**Work to be completed**
Reproduce the listing below precisely, leaving every line intact.

── Given entries

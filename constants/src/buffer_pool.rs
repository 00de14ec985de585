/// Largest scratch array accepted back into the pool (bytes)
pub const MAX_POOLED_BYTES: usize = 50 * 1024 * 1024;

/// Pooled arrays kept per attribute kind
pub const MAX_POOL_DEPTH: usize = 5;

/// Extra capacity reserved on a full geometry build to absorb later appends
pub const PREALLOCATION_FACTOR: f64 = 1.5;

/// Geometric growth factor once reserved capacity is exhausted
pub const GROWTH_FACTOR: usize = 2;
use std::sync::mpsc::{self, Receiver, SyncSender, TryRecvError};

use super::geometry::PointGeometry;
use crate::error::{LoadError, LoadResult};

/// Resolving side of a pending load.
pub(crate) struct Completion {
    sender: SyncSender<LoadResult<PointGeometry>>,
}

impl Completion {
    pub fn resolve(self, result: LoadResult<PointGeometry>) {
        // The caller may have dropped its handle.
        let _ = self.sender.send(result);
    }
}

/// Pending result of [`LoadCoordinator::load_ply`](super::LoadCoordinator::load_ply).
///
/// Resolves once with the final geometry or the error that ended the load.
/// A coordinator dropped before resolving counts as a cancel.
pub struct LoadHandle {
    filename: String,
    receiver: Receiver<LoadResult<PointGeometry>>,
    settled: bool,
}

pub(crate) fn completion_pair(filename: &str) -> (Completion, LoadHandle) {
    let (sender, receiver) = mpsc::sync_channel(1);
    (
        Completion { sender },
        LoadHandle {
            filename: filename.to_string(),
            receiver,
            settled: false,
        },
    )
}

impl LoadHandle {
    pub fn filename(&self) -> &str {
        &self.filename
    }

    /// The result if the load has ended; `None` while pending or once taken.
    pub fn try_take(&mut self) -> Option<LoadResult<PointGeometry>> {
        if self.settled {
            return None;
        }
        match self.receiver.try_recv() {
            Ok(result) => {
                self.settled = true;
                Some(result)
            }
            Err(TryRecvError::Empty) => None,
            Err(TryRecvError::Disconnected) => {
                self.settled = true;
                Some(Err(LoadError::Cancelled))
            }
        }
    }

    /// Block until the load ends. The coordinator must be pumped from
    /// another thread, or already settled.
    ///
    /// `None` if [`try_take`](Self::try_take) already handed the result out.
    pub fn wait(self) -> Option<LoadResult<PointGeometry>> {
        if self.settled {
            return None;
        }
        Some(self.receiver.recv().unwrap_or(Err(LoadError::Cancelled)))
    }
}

────

**Answer to the exercise**
filename constants/src/buffer_pool.rs
repository 00de14ec985de585
/// Largest scratch array accepted back into the pool (bytes)
pub const MAX_POOLED_BYTES: usize = 50 * 1024 * 1024;

/// Pooled arrays kept per attribute kind
pub const MAX_POOL_DEPTH: usize = 5;

/// Extra capacity reserved on a full geometry build to absorb later appends
pub const PREALLOCATION_FACTOR: f64 = 1.5;

/// Geometric growth factor once reserved capacity is exhausted
pub const GROWTH_FACTOR: usize = 2;
use std::sync::mpsc::{self, Receiver, SyncSender, TryRecvError};

use super::geometry::PointGeometry;
use crate::error::{LoadError, LoadResult};

/// Resolving side of a pending load.
pub(crate) struct Completion {
    sender: SyncSender<LoadResult<PointGeometry>>,
}

impl Completion {
    pub fn resolve(self, result: LoadResult<PointGeometry>) {
        // The caller may have dropped its handle.
        let _ = self.sender.send(result);
    }
}

/// Pending result of [`LoadCoordinator::load_ply`](super::LoadCoordinator::load_ply).
///
/// Resolves once with the final geometry or the error that ended the load.
/// A coordinator dropped before resolving counts as a cancel.
pub struct LoadHandle {
    filename: String,
    receiver: Receiver<LoadResult<PointGeometry>>,
    settled: bool,
}

pub(crate) fn completion_pair(filename: &str) -> (Completion, LoadHandle) {
    let (sender, receiver) = mpsc::sync_channel(1);
    (
        Completion { sender },
        LoadHandle {
            filename: filename.to_string(),
            receiver,
            settled: false,
        },
    )
}

impl LoadHandle {
    pub fn filename(&self) -> &str {
        &self.filename
    }

    /// The result if the load has ended; `None` while pending or once taken.
    pub fn try_take(&mut self) -> Option<LoadResult<PointGeometry>> {
        if self.settled {
            return None;
        }
        match self.receiver.try_recv() {
            Ok(result) => {
                self.settled = true;
                Some(result)
            }
            Err(TryRecvError::Empty) => None,
            Err(TryRecvError::Disconnected) => {
                self.settled = true;
                Some(Err(LoadError::Cancelled))
            }
        }
    }

    /// Block until the load ends. The coordinator must be pumped from
    /// another thread, or already settled.
    ///
    /// `None` if [`try_take`](Self::try_take) already handed the result out.
    pub fn wait(self) -> Option<LoadResult<PointGeometry>> {
        if self.settled {
            return None;
        }
        Some(self.receiver.recv().unwrap_or(Err(LoadError::Cancelled)))
    }
}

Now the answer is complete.